(Task instructions):
Using the records below, give again exactly the lines from the line that contains "self.status = NO_ACTIVE_DOCUMENT.to_string();" through the line that contains "if let Some(file_name)", both ends included, and only those.

(Given data):

——————

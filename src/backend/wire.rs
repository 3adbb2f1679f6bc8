use serde::{Deserialize, Serialize};

#[derive(Debug, Clone, Default, PartialEq, Eq, Deserialize)]
pub struct StatusReply {
    #[serde(default)]
    pub has_pdf: bool,
    #[serde(default)]
    pub file_name: Option<String>,
}

#[derive(Debug, Clone, Default, PartialEq, Eq, Deserialize)]
pub struct UploadReply {
    #[serde(default)]
    pub message: Option<String>,
    #[serde(default)]
    pub file_name: Option<String>,
}

#[derive(Debug, Clone, Default, PartialEq, Eq, Deserialize)]
pub struct AskReply {
    #[serde(default)]
    pub answer: Option<String>,
    #[serde(default)]
    pub file_name: Option<String>,
}

/// Body of any non-2xx reply.
#[derive(Debug, Clone, Default, Deserialize)]
pub struct ErrorReply {
    #[serde(default)]
    pub error: Option<String>,
}

#[derive(Debug, Clone, Serialize)]
pub struct AskRequest {
    pub question: String,
}
use crate::backend::wire::{AskReply, AskRequest};
use crate::backend::{ApiResult, Outcome};
use crate::flow::error_text;
use crate::session::Session;
use tracing::warn;

pub const EMPTY_QUESTION: &str = "Please type a question.";
pub const NO_ACTIVE_DOCUMENT: &str = "Please upload a PDF first.";
pub const UPLOAD_PENDING: &str = "Please wait for the upload to finish.";
pub const THINKING: &str = "Thinking...";
pub const NO_ANSWER: &str = "No answer returned.";
const SERVER_ERROR: &str = "Server error";

#[derive(Debug, Default)]
pub struct QuestionCoordinator {
    busy: bool,
    status: String,
    answer: Option<String>,
}

impl QuestionCoordinator {
    pub fn is_busy(&self) -> bool {
        self.busy
    }

    pub fn status(&self) -> &str {
        &self.status
    }

    /// The visible answer; `None` while hidden.
    pub fn answer(&self) -> Option<&str> {
        self.answer.as_deref()
    }

    /// Validates the question against the session and enters Busy.
    /// Rejections only touch the status line; `None` means nothing is sent.
    pub fn begin(
        &mut self,
        question: &str,
        session: &Session,
        upload_in_flight: bool,
    ) -> Option<AskRequest> {
        if self.busy {
            return None;
        }

        let question = question.trim();
        if question.is_empty() {
            self.status = EMPTY_QUESTION.to_string();
            return None;
        }
        if !session.has_active_pdf() {
            self.status = NO_ACTIVE_DOCUMENT.to_string();
            return None;
        }
        if upload_in_flight {
            self.status = UPLOAD_PENDING.to_string();
            return None;
        }

        self.busy = true;
        self.status = THINKING.to_string();
        self.answer = None;
        Some(AskRequest {
            question: question.to_string(),
        })
    }

    pub fn finish(&mut self, session: &mut Session, result: ApiResult<AskReply>) {
        self.busy = false;

        match result {
            Ok(Outcome::Success(reply)) => {
                self.status.clear();
                if let Some(file_name) = reply.file_name.filter(|name| !name.trim().is_empty()) {
                    session.set_active(Some(file_name));
                }
                let answer = reply
                    .answer
                    .filter(|answer| !answer.is_empty())
                    .unwrap_or_else(|| NO_ANSWER.to_string());
                self.answer = Some(answer);
            }
            Ok(Outcome::ServerError { status, error }) => {
                warn!(status, error = ?error, "question rejected");
                self.status = error_text(error, SERVER_ERROR);
            }
            Ok(Outcome::TransportError(message)) => {
                self.status = format!("Error: {message}");
            }
            Err(err) => {
                self.status = format!("Error: {err}");
            }
        }
    }

    /// Drops the status line and hides the answer, e.g. when a new document
    /// is being uploaded.
    pub fn clear_display(&mut self) {
        self.status.clear();
        self.answer = None;
    }
}
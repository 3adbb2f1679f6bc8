/// Client configuration, overridable through the environment.
#[derive(Clone, Debug)]
pub struct Config {
    /// Backend origin, without a trailing slash.
    pub server_url: String,
    /// `tracing-subscriber` filter directive.
    pub log_filter: String,
}

impl Default for Config {
    fn default() -> Self {
        Self {
            server_url: "http://127.0.0.1:8000".to_string(),
            log_filter: "info".to_string(),
        }
    }
}

impl Config {
    pub fn from_env() -> Self {
        Self::from_lookup(|key| std::env::var(key).ok())
    }

    fn from_lookup(lookup: impl Fn(&str) -> Option<String>) -> Self {
        let default = Self::default();
        let server_url = lookup("DOCQA_SERVER_URL")
            .map(|value| value.trim().to_string())
            .filter(|value| !value.is_empty())
            .unwrap_or(default.server_url);
        let log_filter = lookup("DOCQA_LOG")
            .or_else(|| lookup("RUST_LOG"))
            .filter(|value| !value.trim().is_empty())
            .unwrap_or(default.log_filter);

        Self {
            server_url: server_url.trim_end_matches('/').to_string(),
            log_filter,
        }
    }
}
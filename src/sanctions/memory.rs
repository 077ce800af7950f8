use async_trait::async_trait;
use chrono::{DateTime, NaiveDate, Utc};
use std::collections::HashMap;
use tokio::sync::Mutex;

use super::policy::{MemberCategory, SanctionType};
use super::store::{SanctionChange, SanctionStore, StoreError};
use crate::models::{activity_log::ActivityLog, member::Member, sanction::Sanction};

/// Audit entry kept by the in-memory store
#[derive(Debug, Clone, PartialEq, Eq)]
pub struct AuditEntry {
    pub user_id: i64,
    pub action: String,
    pub module: String,
    pub record_id: i64,
    pub description: String,
    pub created_at: DateTime<Utc>,
}

#[derive(Debug, Clone, Default)]
struct State {
    members: HashMap<(MemberCategory, i64), Member>,
    sanctions: HashMap<(MemberCategory, i64), Sanction>,
    audit: Vec<AuditEntry>,
    next_sanction_id: i64,
    fail_status_writes: bool,
}

/// In-process sanction store for tests and local development.
///
/// `apply_sanction` stages every write on a copy of the state and swaps it
/// in only when all writes succeed, matching the transactional contract of
/// the database store.
#[derive(Debug, Default)]
pub struct InMemorySanctionStore {
    state: Mutex<State>,
}

impl InMemorySanctionStore {
    pub fn new() -> Self {
        Self::default()
    }

    pub async fn insert_member(
        &self,
        category: MemberCategory,
        id: i64,
        first_name: &str,
        last_name: &str,
        member_status: &str,
    ) {
        let member = Member {
            id,
            registration_number: Some(format!("{:06}", id)),
            first_name: first_name.to_string(),
            last_name: last_name.to_string(),
            member_status: member_status.to_string(),
            approval_date: None,
            termination_date: None,
        };
        self.state.lock().await.members.insert((category, id), member);
    }

    /// Seeds a historical sanction without touching the member status
    pub async fn insert_sanction(
        &self,
        category: MemberCategory,
        member_id: i64,
        sanction_date: NaiveDate,
        sanction_type: SanctionType,
    ) -> i64 {
        let mut state = self.state.lock().await;
        state.next_sanction_id += 1;
        let id = state.next_sanction_id;
        state.sanctions.insert(
            (category, id),
            Sanction {
                id,
                member_id,
                sanction_date,
                sanction_type: sanction_type.as_str().to_string(),
                reason: None,
                created_by: None,
                created_at: Utc::now(),
            },
        );
        id
    }

    /// Makes every subsequent member-status write fail
    pub async fn fail_status_writes(&self, fail: bool) {
        self.state.lock().await.fail_status_writes = fail;
    }

    pub async fn audit_entries(&self) -> Vec<AuditEntry> {
        self.state.lock().await.audit.clone()
    }
}

fn sorted_for_member(state: &State, category: MemberCategory, member_id: i64) -> Vec<Sanction> {
    let mut sanctions: Vec<Sanction> = state
        .sanctions
        .iter()
        .filter(|((c, _), s)| *c == category && s.member_id == member_id)
        .map(|(_, s)| s.clone())
        .collect();
    sanctions.sort_by(|a, b| {
        b.sanction_date
            .cmp(&a.sanction_date)
            .then_with(|| b.id.cmp(&a.id))
    });
    sanctions
}

#[async_trait]
impl SanctionStore for InMemorySanctionStore {
    async fn find_member(
        &self,
        category: MemberCategory,
        member_id: i64,
    ) -> Result<Option<Member>, StoreError> {
        let state = self.state.lock().await;
        Ok(state.members.get(&(category, member_id)).cloned())
    }

    async fn list_sanctions(
        &self,
        category: MemberCategory,
        member_id: i64,
    ) -> Result<Vec<Sanction>, StoreError> {
        let state = self.state.lock().await;
        Ok(sorted_for_member(&state, category, member_id))
    }

    async fn find_sanction(
        &self,
        category: MemberCategory,
        sanction_id: i64,
    ) -> Result<Option<Sanction>, StoreError> {
        let state = self.state.lock().await;
        Ok(state.sanctions.get(&(category, sanction_id)).cloned())
    }

    async fn recent_activity(
        &self,
        category: MemberCategory,
        member_id: i64,
        limit: i64,
    ) -> Result<Vec<ActivityLog>, StoreError> {
        let state = self.state.lock().await;
        Ok(state
            .audit
            .iter()
            .enumerate()
            .rev()
            .filter(|(_, e)| e.module == category.module() && e.record_id == member_id)
            .take(usize::try_from(limit).unwrap_or(0))
            .map(|(i, e)| ActivityLog {
                id: i as i64 + 1,
                user_id: Some(e.user_id),
                action: e.action.clone(),
                module: e.module.clone(),
                record_id: Some(e.record_id),
                description: Some(e.description.clone()),
                created_at: e.created_at,
            })
            .collect())
    }

    async fn apply_sanction(&self, change: &SanctionChange) -> Result<Sanction, StoreError> {
        let mut state = self.state.lock().await;
        let mut staged = state.clone();

        let sanction = match change.sanction_id {
            Some(id) => {
                let existing = staged
                    .sanctions
                    .get_mut(&(change.category, id))
                    .filter(|s| s.member_id == change.member_id)
                    .ok_or(StoreError::SanctionVanished(id))?;
                existing.sanction_date = change.sanction_date;
                existing.sanction_type = change.sanction_type.as_str().to_string();
                existing.reason = change.reason.clone();
                existing.clone()
            }
            None => {
                staged.next_sanction_id += 1;
                let sanction = Sanction {
                    id: staged.next_sanction_id,
                    member_id: change.member_id,
                    sanction_date: change.sanction_date,
                    sanction_type: change.sanction_type.as_str().to_string(),
                    reason: change.reason.clone(),
                    created_by: Some(change.created_by),
                    created_at: Utc::now(),
                };
                staged
                    .sanctions
                    .insert((change.category, sanction.id), sanction.clone());
                sanction
            }
        };

        if staged.fail_status_writes {
            return Err(StoreError::WriteRejected(format!(
                "status write for member {} refused",
                change.member_id
            )));
        }

        let member = staged
            .members
            .get_mut(&(change.category, change.member_id))
            .ok_or(StoreError::MemberVanished(change.member_id))?;
        member.member_status = change.new_status.as_str().to_string();
        if change.category.policy().records_lifecycle_dates {
            if let Some(date) = change.approval_date {
                member.approval_date = Some(date);
            }
            if let Some(date) = change.termination_date {
                member.termination_date = Some(date);
            }
        }

        staged.audit.push(AuditEntry {
            user_id: change.created_by,
            action: change.audit_action().to_string(),
            module: change.category.module().to_string(),
            record_id: change.member_id,
            description: change.audit_description(),
            created_at: Utc::now(),
        });

        *state = staged;
        Ok(sanction)
    }
}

——————

(Written answer):
            self.status = NO_ACTIVE_DOCUMENT.to_string();
            return None;
        }
        if upload_in_flight {
            self.status = UPLOAD_PENDING.to_string();
            return None;
        }

        self.busy = true;
        self.status = THINKING.to_string();
        self.answer = None;
        Some(AskRequest {
            question: question.to_string(),
        })
    }

    pub fn finish(&mut self, session: &mut Session, result: ApiResult<AskReply>) {
        self.busy = false;

        match result {
            Ok(Outcome::Success(reply)) => {
                self.status.clear();
                if let Some(file_name) = reply.file_name.filter(|name| !name.trim().is_empty()) {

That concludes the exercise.